US

Flash flooding dangers to continue in western US following deadly flooding in Arizona


The risk of isolated flash flooding, wildfires and dust storms will continue in Arizona and other parts of the western United States as the monsoon continues.

At least nine people, ranging from children to adults, died during a flash flood at the Cold Springs Swimming Hole, near Payson, Arizona, during Saturday afternoon, July 15, 2017, according to the Associated Press (AP).

The swimming hole is located in the Tonto National Forest, which is in the mountains northeast of Phoenix.

Static AP East Verde River, Arizona

Muddy floodwaters of the East Verde River flow under a bridge on Sunday, July 16, 2017, in Payson, Ariz. (AP Photo/Ralph Freso)


Another person, a young boy, is feared dead as only four of the 14 people that were swept away were rescued.

The North American monsoon is triggered as moisture, in the form of high humidity, flows northward from Mexico and triggers thunderstorm activity over much of the western U.S. during the summer.

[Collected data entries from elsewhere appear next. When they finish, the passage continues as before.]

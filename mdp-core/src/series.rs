//! Projection of records into depth scatter series.

use crate::coordinate;
use crate::fields::{FieldMap, PFZ_FIELDS};
use crate::normalize::station_label;
use crate::record::RawRecord;
use log::debug;
use serde::Serialize;

/// The horizontal axis of a depth scatter.
#[derive(Debug, PartialEq, Eq, Clone, Copy, Hash, Serialize)]
#[serde(rename_all = "lowercase")]
pub enum Axis {
    Longitude,
    Latitude,
}

impl Axis {
    pub fn title(&self) -> &'static str {
        match self {
            Axis::Longitude => "Longitude",
            Axis::Latitude => "Latitude",
        }
    }

    fn short(&self) -> &'static str {
        match self {
            Axis::Longitude => "Lon",
            Axis::Latitude => "Lat",
        }
    }
}

/// One scatter point. `label` names the originating station.
#[derive(Debug, Clone, PartialEq, Serialize)]
pub struct SeriesPoint {
    pub x: f64,
    pub y: f64,
    pub label: String,
}

/// Project with the default PFZ alias table.
pub fn project<'a, I>(records: I, axis: Axis) -> Vec<SeriesPoint>
where
    I: IntoIterator<Item = &'a RawRecord>,
{
    project_with(&PFZ_FIELDS, records, axis)
}

/// Emit `(axis value, depth)` for every record where both parse.
///
/// Records missing either value are skipped for this series only.
pub fn project_with<'a, I>(fields: &FieldMap, records: I, axis: Axis) -> Vec<SeriesPoint>
where
    I: IntoIterator<Item = &'a RawRecord>,
{
    let mut total = 0usize;
    let points: Vec<SeriesPoint> = records
        .into_iter()
        .filter_map(|record| {
            total += 1;
            let resolved = fields.resolve(record);
            let x = match axis {
                Axis::Longitude => coordinate::parse_longitude(resolved.longitude),
                Axis::Latitude => coordinate::parse_latitude(resolved.latitude),
            }?;
            let y = coordinate::parse_value(resolved.depth)?;
            Some(SeriesPoint {
                x,
                y,
                label: station_label(resolved.station),
            })
        })
        .collect();
    debug!(
        "{}/depth parsed: {} of {}",
        axis.short().to_lowercase(),
        points.len(),
        total
    );
    points
}

/// A chart-ready scatter dataset with titles and tooltip text.
#[derive(Debug, Clone, PartialEq, Serialize)]
pub struct ScatterChart {
    pub title: String,
    pub axis: Axis,
    pub x_title: String,
    pub y_title: String,
    pub points: Vec<SeriesPoint>,
    /// Number of records the series was projected from.
    pub source_count: usize,
}

impl ScatterChart {
    pub fn new(axis: Axis, points: Vec<SeriesPoint>, source_count: usize) -> Self {
        Self {
            title: format!("Depth vs {}", axis.title()),
            axis,
            x_title: axis.title().to_string(),
            y_title: "Depth (m)".to_string(),
            points,
            source_count,
        }
    }

    /// Tooltip text for one point, e.g. "Dighi - Lon: 72.9, Depth: 40".
    pub fn tooltip(&self, point: &SeriesPoint) -> String {
        format!(
            "{} - {}: {}, Depth: {}",
            point.label,
            self.axis.short(),
            point.x,
            point.y
        )
    }

    /// "Lon+Depth: 3 / 5" style parse summary.
    pub fn summary(&self) -> String {
        format!(
            "{}+Depth: {} / {}",
            self.axis.short(),
            self.points.len(),
            self.source_count
        )
    }

    /// Message shown instead of the chart when nothing could be plotted.
    pub fn empty_notice(&self) -> Option<String> {
        self.points.is_empty().then(|| {
            format!("No numeric {}+Depth data to plot", self.axis.title())
        })
    }
}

The combination of the isolated, intense storms and arid, rocky terrain is a recipe for disaster as unknowing outdoor enthusiasts venture out into dangerous territory.

During the monsoon season, storms erupt and bring torrential rain to a small area in the western U.S.

Just as similar downpours can bring flash flooding to urban areas, flash flooding can occur in desert locations as well.

Static SW Storms Arizona Closeup


When this deluge occurs upstream of a canyon, river or dry stream bed, a wall of water can sweep downhill in a matter of minutes, even where the sun may be shining brightly overhead.

In addition to the threat for isolated flash flooding, thunderstorms may also bring frequent lightning strikes and brief strong wind gusts.

It may seem strange to have the risk of flooding in conjunction with the potential for wildfires and dust storms in the same geographical area. However, this often occurs in the West during the summer, since many storms in the West bring little or no rain.

The storms generate lightning, which can spark a wildfire, if the vegetation is dry. While as many as 90 percent of wildland fires in the U.S are caused by humans, much of the remaining causes are from lightning strikes, according to the National Park Service.

As of Monday morning, July 16, 2017, there were dozens of active wildfires in the western U.S., including 18 in Arizona, 15 in Nevada, 14 in California, nine in Colorado, nine in New Mexico and two in Utah, according to the Incident Information System.

Lightning also poses a major threat for those hiking in the mountains.

Similarly, if the ground is dry, gusty winds from the storms can kick up a great deal of dust.

The advancing wall of dust and wind, or haboob, can pose great danger to motorists on the highways in open areas. The visibility can drop to near zero in a matter of seconds.

Static US Midweek


The weather pattern over the interior western U.S. will remain conducive for additional incidents of flash floods and wildfires, while the risk of haboobs will generally continue in desert locations through the balance of the summer and into the early autumn.

However, some fluctuations in the weather pattern over the next few months may cause the risk to decrease or increase from time to time.

The bulk of the storms in the Southwest will focus east of California and Nevada. On occasion, a few storms will erupt over the Sierra Nevada and the Cascades and locations closer to the Pacific coast through the balance of July.